Our Inefficient Mart Stocket


The swing from optimism to pessimism is best depicted by the NASDAQ 100 Composite Index spanning over a decade.



I dare anyone to project what financial markets look like, even 6 to 12 months ahead. Be right, rejoice in your success and end up with billions. Alas, nobody gets it right for very long. Unlike music, nobody’s born with perfect pitch.


First, plug in the country’s growth rate, inflation, corporate earnings progression and Treasury bond yields, short and long term. Take a stab at net exports, housing stats, blah, blah, blah. I’m happy when I do approximate major trend and direction of the numbers, but nobody’s perfect.


After all, the market is the Great Humbler. I’m seeing new punditry comparing recent, years’ boom in technology with the blow-off in 1999 – 2000. But, it’s a false comparison. Fundamentals for tech houses are sounder today than 2 decades ago. Yes, we’ve got $2 trillion market capitalizations like Apple and Microsoft, but they’ve position on the board and solid numbers.


My file on growth stocks dates back to late fifties. Semiconductors, jet aircraft, color television and then Syntex’s birth control pill got approval. Railroads, utilities and oil stocks turned into wallflowers, but Boeing’s 707 jet put away railroads. Peabody Energy was deemed a socially acceptable growth stock. Then, nuclear power tarnished American Electric Power. Hertz and American Express filled an explosive consumer demand for credit and mobility.


But, the setting in 2000 was insatiable demand for tech houses, many hardly more than concepts on paper. Yearend 1972, growth stocks peaked at 2.7 times the market’s valuation. Succeeding market cycles witness declining growth stock valuation until the late nineties.


When NASDAQ 100 Index soared in its 1998 – 1999 sprint to 5,000, big capitalization stocks like Merck became sources of cash for money managers’ redirection. Low interest rates and dormant inflation invariably create rising growth stock valuation. After the tech collapse of 2000, Alan Greenspan then dropped Federal Funds to 50 basis points in January of 2001, and the market got busy discounting economic recovery. NASDAQ rallied almost 15%, overnight.


The market traded at over 20 times earnings in 2000, equivalent to where we stand currently. There was a fundamental reason for such optimism. Operating profit margins for tech houses traced a distinct upwards slope. There was much accounting largesse, too, like writing off intellectual property and substituting stock options for big increases in salary.

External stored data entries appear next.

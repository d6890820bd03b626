//! Translates app errors into the `(status, reason, message)` triples sent to clients.
//!
//! Every error response has the JSON shape `{"code": "4040", "message": "..."}`
//! where `code` is the four digit reason code. Field validation failures also
//! include a `fieldErrors` object.

use axum::{
    Json,
    http::StatusCode,
    response::{IntoResponse, Response},
};
use serde::Serialize;

use crate::{
    Error, device::DeviceError, spending::SpendingError, target_amount::TargetAmountError,
    user::UserError, validation::FieldErrors,
};

/// A stable, machine readable reason for a failed request.
///
/// The numeric code is the HTTP status followed by one digit that tells
/// apart reasons sharing a status.
#[derive(Debug, Clone, Copy, PartialEq, Eq)]
pub enum ReasonCode {
    InvalidRequest,
    MissingOrInvalidAuthenticationCredentials,
    AccessToTheRequestedResourceIsForbidden,
    RequestedResourceNotFound,
    ResourceAlreadyExists,
    TypeMismatchErrorInRequestBody,
    InvalidFieldValue,
    UnexpectedError,
}

impl ReasonCode {
    pub const fn code(&self) -> u16 {
        match self {
            ReasonCode::InvalidRequest => 4000,
            ReasonCode::MissingOrInvalidAuthenticationCredentials => 4010,
            ReasonCode::AccessToTheRequestedResourceIsForbidden => 4030,
            ReasonCode::RequestedResourceNotFound => 4040,
            ReasonCode::ResourceAlreadyExists => 4090,
            ReasonCode::TypeMismatchErrorInRequestBody => 4220,
            ReasonCode::InvalidFieldValue => 4221,
            ReasonCode::UnexpectedError => 5000,
        }
    }

    pub const fn status(&self) -> StatusCode {
        match self {
            ReasonCode::InvalidRequest => StatusCode::BAD_REQUEST,
            ReasonCode::MissingOrInvalidAuthenticationCredentials => StatusCode::UNAUTHORIZED,
            ReasonCode::AccessToTheRequestedResourceIsForbidden => StatusCode::FORBIDDEN,
            ReasonCode::RequestedResourceNotFound => StatusCode::NOT_FOUND,
            ReasonCode::ResourceAlreadyExists => StatusCode::CONFLICT,
            ReasonCode::TypeMismatchErrorInRequestBody | ReasonCode::InvalidFieldValue => {
                StatusCode::UNPROCESSABLE_ENTITY
            }
            ReasonCode::UnexpectedError => StatusCode::INTERNAL_SERVER_ERROR,
        }
    }
}

/// The wire-level description of one kind of failure.
#[derive(Debug, Clone, Copy, PartialEq, Eq)]
pub struct ErrorCode {
    pub status: StatusCode,
    pub reason: ReasonCode,
    pub message: &'static str,
}

impl ErrorCode {
    const fn new(reason: ReasonCode, message: &'static str) -> Self {
        Self {
            status: reason.status(),
            reason,
            message,
        }
    }
}

pub const UNAUTHENTICATED: ErrorCode = ErrorCode::new(
    ReasonCode::MissingOrInvalidAuthenticationCredentials,
    "인증 정보가 유효하지 않습니다.",
);
pub const NOT_FOUND: ErrorCode = ErrorCode::new(
    ReasonCode::RequestedResourceNotFound,
    "요청한 리소스를 찾을 수 없습니다.",
);
pub const INVALID_FIELDS: ErrorCode =
    ErrorCode::new(ReasonCode::InvalidFieldValue, "요청 값이 올바르지 않습니다.");
pub const INVALID_REQUEST_BODY: ErrorCode = ErrorCode::new(
    ReasonCode::TypeMismatchErrorInRequestBody,
    "요청 본문의 형식이 올바르지 않습니다.",
);
pub const INVALID_QUERY: ErrorCode =
    ErrorCode::new(ReasonCode::InvalidRequest, "요청 파라미터가 올바르지 않습니다.");
pub const INTERNAL_SERVER_ERROR: ErrorCode = ErrorCode::new(
    ReasonCode::UnexpectedError,
    "예기치 못한 서버 오류가 발생했습니다.",
);

pub const NOT_FOUND_CUSTOM_CATEGORY: ErrorCode = ErrorCode::new(
    ReasonCode::RequestedResourceNotFound,
    "존재하지 않는 사용자 정의 카테고리입니다.",
);
pub const FORBIDDEN_CUSTOM_CATEGORY: ErrorCode = ErrorCode::new(
    ReasonCode::AccessToTheRequestedResourceIsForbidden,
    "해당 사용자 정의 카테고리에 접근할 권한이 없습니다.",
);
pub const NOT_FOUND_SPENDING: ErrorCode = ErrorCode::new(
    ReasonCode::RequestedResourceNotFound,
    "존재하지 않는 지출 내역입니다.",
);
pub const FORBIDDEN_SPENDING: ErrorCode = ErrorCode::new(
    ReasonCode::AccessToTheRequestedResourceIsForbidden,
    "해당 지출 내역에 접근할 권한이 없습니다.",
);

pub const NOT_FOUND_DEVICE: ErrorCode = ErrorCode::new(
    ReasonCode::RequestedResourceNotFound,
    "디바이스를 찾을 수 없습니다.",
);

pub const NOT_FOUND_USER: ErrorCode =
    ErrorCode::new(ReasonCode::RequestedResourceNotFound, "유저를 찾을 수 없습니다.");
pub const ALREADY_EXIST_USERNAME: ErrorCode =
    ErrorCode::new(ReasonCode::ResourceAlreadyExists, "이미 존재하는 아이디입니다.");
pub const NOT_MATCHED_CREDENTIALS: ErrorCode = ErrorCode::new(
    ReasonCode::MissingOrInvalidAuthenticationCredentials,
    "아이디 또는 비밀번호가 일치하지 않습니다.",
);

pub const NOT_FOUND_TARGET_AMOUNT: ErrorCode = ErrorCode::new(
    ReasonCode::RequestedResourceNotFound,
    "목표 금액을 찾을 수 없습니다.",
);

/// Map an app error to the error code that is reported to the client.
pub fn error_code(error: &Error) -> ErrorCode {
    match error {
        Error::Spending(SpendingError::CustomCategoryNotFound) => NOT_FOUND_CUSTOM_CATEGORY,
        Error::Spending(SpendingError::CustomCategoryForbidden) => FORBIDDEN_CUSTOM_CATEGORY,
        Error::Spending(SpendingError::SpendingNotFound) => NOT_FOUND_SPENDING,
        Error::Spending(SpendingError::SpendingForbidden) => FORBIDDEN_SPENDING,
        Error::Spending(SpendingError::TotalOverflow) => INTERNAL_SERVER_ERROR,
        Error::Device(DeviceError::NotFound) => NOT_FOUND_DEVICE,
        Error::User(UserError::NotFound) => NOT_FOUND_USER,
        Error::User(UserError::DuplicateUsername) => ALREADY_EXIST_USERNAME,
        Error::User(UserError::InvalidCredentials) => NOT_MATCHED_CREDENTIALS,
        Error::TargetAmount(TargetAmountError::NotFound) => NOT_FOUND_TARGET_AMOUNT,
        Error::InvalidFields(_) => INVALID_FIELDS,
        Error::InvalidRequestBody(_) => INVALID_REQUEST_BODY,
        Error::InvalidQuery(_) => INVALID_QUERY,
        Error::Unauthenticated => UNAUTHENTICATED,
        Error::NotFound => NOT_FOUND,
        Error::HashingError(_)
        | Error::InvalidDateFormat(_)
        | Error::DatabaseLockError
        | Error::SqlError(_) => INTERNAL_SERVER_ERROR,
    }
}

/// The JSON body of an error response.
#[derive(Debug, Serialize)]
pub struct ErrorBody<'a> {
    pub code: String,
    pub message: &'a str,
    #[serde(rename = "fieldErrors", skip_serializing_if = "Option::is_none")]
    pub field_errors: Option<&'a FieldErrors>,
}

impl IntoResponse for Error {
    fn into_response(self) -> Response {
        let error_code = error_code(&self);

        if error_code.status.is_server_error() {
            tracing::error!("An unexpected error occurred: {}", self);
        } else {
            tracing::debug!("Rejecting request: {}", self);
        }

        let field_errors = match &self {
            Error::InvalidFields(field_errors) => Some(field_errors),
            _ => None,
        };

        let body = ErrorBody {
            code: error_code.reason.code().to_string(),
            message: error_code.message,
            field_errors,
        };

        (error_code.status, Json(body)).into_response()
    }
}
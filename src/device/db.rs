//! Database operations for devices.

use rusqlite::{Connection, OptionalExtension, Row};

use crate::{
    Error,
    device::{Device, DeviceError, DeviceInfo, DeviceToken},
    user::UserID,
};

/// Create the device table.
pub fn create_device_table(connection: &Connection) -> Result<(), rusqlite::Error> {
    connection.execute_batch(
        "CREATE TABLE IF NOT EXISTS device (
            id INTEGER PRIMARY KEY,
            user_id INTEGER NOT NULL,
            token TEXT NOT NULL,
            model TEXT NOT NULL,
            os TEXT NOT NULL,
            activated INTEGER NOT NULL DEFAULT 1,
            UNIQUE(user_id, token),
            FOREIGN KEY(user_id) REFERENCES user(id) ON UPDATE CASCADE ON DELETE CASCADE
        );",
    )?;

    Ok(())
}

/// Register `new_token` for `user_id`.
///
/// When `origin_token` equals `new_token` the token is registered, or the
/// existing device with that token is refreshed and reactivated. Otherwise
/// the device holding `origin_token` is given `new_token`.
///
/// # Errors
/// Returns [DeviceError::NotFound] if the tokens differ and the user has no
/// device with `origin_token`.
pub fn register_device(
    user_id: UserID,
    origin_token: &DeviceToken,
    new_token: &DeviceToken,
    info: &DeviceInfo,
    connection: &mut Connection,
) -> Result<Device, Error> {
    let transaction = connection.transaction()?;

    let existing = find_device(user_id, origin_token.as_ref(), &transaction)?;

    let device_id = match existing {
        Some(device) => {
            if origin_token != new_token {
                // The new token may already be registered on a stale row.
                transaction.execute(
                    "DELETE FROM device WHERE user_id = ?1 AND token = ?2 AND id <> ?3",
                    (user_id.as_i64(), new_token.as_ref(), device.id),
                )?;
            }

            transaction.execute(
                "UPDATE device SET token = ?1, model = ?2, os = ?3, activated = 1 WHERE id = ?4",
                (new_token.as_ref(), &info.model, &info.os, device.id),
            )?;

            device.id
        }
        None if origin_token == new_token => {
            transaction.execute(
                "INSERT INTO device (user_id, token, model, os) VALUES (?1, ?2, ?3, ?4)",
                (user_id.as_i64(), new_token.as_ref(), &info.model, &info.os),
            )?;

            transaction.last_insert_rowid()
        }
        None => return Err(DeviceError::NotFound.into()),
    };

    let device = find_device(user_id, new_token.as_ref(), &transaction)?
        .ok_or(DeviceError::NotFound)?;
    transaction.commit()?;

    tracing::debug!("Registered device {device_id} for user {user_id}");

    Ok(device)
}

/// Remove the device of `user_id` that holds `token`.
///
/// # Errors
/// Returns [DeviceError::NotFound] if the user has no device with `token`.
pub fn delete_device(
    user_id: UserID,
    token: &DeviceToken,
    connection: &Connection,
) -> Result<(), Error> {
    let rows_affected = connection.execute(
        "DELETE FROM device WHERE user_id = ?1 AND token = ?2",
        (user_id.as_i64(), token.as_ref()),
    )?;

    if rows_affected == 0 {
        return Err(DeviceError::NotFound.into());
    }

    Ok(())
}

/// Get the device of `user_id` that holds `token`.
pub fn find_device(
    user_id: UserID,
    token: &str,
    connection: &Connection,
) -> Result<Option<Device>, Error> {
    connection
        .prepare(
            "SELECT id, user_id, token, model, os, activated FROM device
            WHERE user_id = :user_id AND token = :token",
        )?
        .query_row(
            rusqlite::named_params! {
                ":user_id": user_id.as_i64(),
                ":token": token,
            },
            map_row,
        )
        .optional()
        .map_err(|error| error.into())
}

fn map_row(row: &Row) -> Result<Device, rusqlite::Error> {
    Ok(Device {
        id: row.get(0)?,
        user_id: UserID::new(row.get(1)?),
        token: row.get(2)?,
        model: row.get(3)?,
        os: row.get(4)?,
        activated: row.get(5)?,
    })
}

#[cfg(test)]
mod device_db_tests {
    use rusqlite::Connection;

    use crate::{
        Error,
        device::{DeviceError, DeviceInfo, DeviceToken},
        test_utils::{get_test_connection, insert_test_user},
        user::UserID,
    };

    use super::{delete_device, find_device, register_device};

    fn token(raw: &str) -> DeviceToken {
        DeviceToken::new(raw).unwrap()
    }

    fn info(model: &str) -> DeviceInfo {
        DeviceInfo {
            model: model.to_owned(),
            os: "iOS".to_owned(),
        }
    }

    fn setup() -> (Connection, UserID) {
        let connection = get_test_connection();
        let user = insert_test_user("pennyway", &connection);

        (connection, user.id)
    }

    #[test]
    fn same_tokens_register_new_device() {
        let (mut connection, user_id) = setup();

        let device = register_device(
            user_id,
            &token("first"),
            &token("first"),
            &info("iPhone 15"),
            &mut connection,
        )
        .unwrap();

        assert_eq!(device.token, "first");
        assert_eq!(device.model, "iPhone 15");
        assert!(device.activated);
    }

    #[test]
    fn same_tokens_refresh_existing_device() {
        let (mut connection, user_id) = setup();
        let first = register_device(
            user_id,
            &token("first"),
            &token("first"),
            &info("iPhone 15"),
            &mut connection,
        )
        .unwrap();
        connection
            .execute("UPDATE device SET activated = 0", ())
            .unwrap();

        let second = register_device(
            user_id,
            &token("first"),
            &token("first"),
            &info("iPhone 16"),
            &mut connection,
        )
        .unwrap();

        assert_eq!(second.id, first.id);
        assert_eq!(second.model, "iPhone 16");
        assert!(second.activated);
    }

    #[test]
    fn different_tokens_replace_origin_token() {
        let (mut connection, user_id) = setup();
        let original = register_device(
            user_id,
            &token("old"),
            &token("old"),
            &info("Pixel"),
            &mut connection,
        )
        .unwrap();

        let updated = register_device(
            user_id,
            &token("old"),
            &token("new"),
            &info("Pixel"),
            &mut connection,
        )
        .unwrap();

        assert_eq!(updated.id, original.id);
        assert_eq!(updated.token, "new");
        assert_eq!(find_device(user_id, "old", &connection), Ok(None));
    }

    #[test]
    fn different_tokens_without_origin_device_fail() {
        let (mut connection, user_id) = setup();

        let result = register_device(
            user_id,
            &token("missing"),
            &token("new"),
            &info("Pixel"),
            &mut connection,
        );

        assert_eq!(result, Err(Error::Device(DeviceError::NotFound)));
        assert_eq!(find_device(user_id, "new", &connection), Ok(None));
    }

    #[test]
    fn tokens_are_scoped_to_user() {
        let (mut connection, user_id) = setup();
        let other = insert_test_user("otheruser", &connection);
        register_device(
            other.id,
            &token("shared"),
            &token("shared"),
            &info("Pixel"),
            &mut connection,
        )
        .unwrap();

        assert_eq!(
            delete_device(user_id, &token("shared"), &connection),
            Err(Error::Device(DeviceError::NotFound))
        );
        assert_eq!(delete_device(other.id, &token("shared"), &connection), Ok(()));
    }
}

The present tech cycle is different. Beneficiaries of exponential computer power and miniaturization no longer are the black-box assemblers like Hewlett Packard or integrated circuit pioneers like Intel. Rather, it’s the packagers of entertainment, information and telecommunications who leverage technology. They are now household names like Apple, Alphabet, Netflix, Twitter, Meta Platforms and Amazon.


You might consider them overpriced, but they earn serious money. Analysts rationalize such overvaluation by substituting yardsticks like operating cash flow. Amazon invariably begins all its quarterly financials with this metric. Blah, blah, blah! Growth stock analysis remains a fuzzy business of statistical legerdemain. If a company is compounding earnings at a 25% clip, believe me, it will sell at twice its growth rate or 50 times prospective earnings.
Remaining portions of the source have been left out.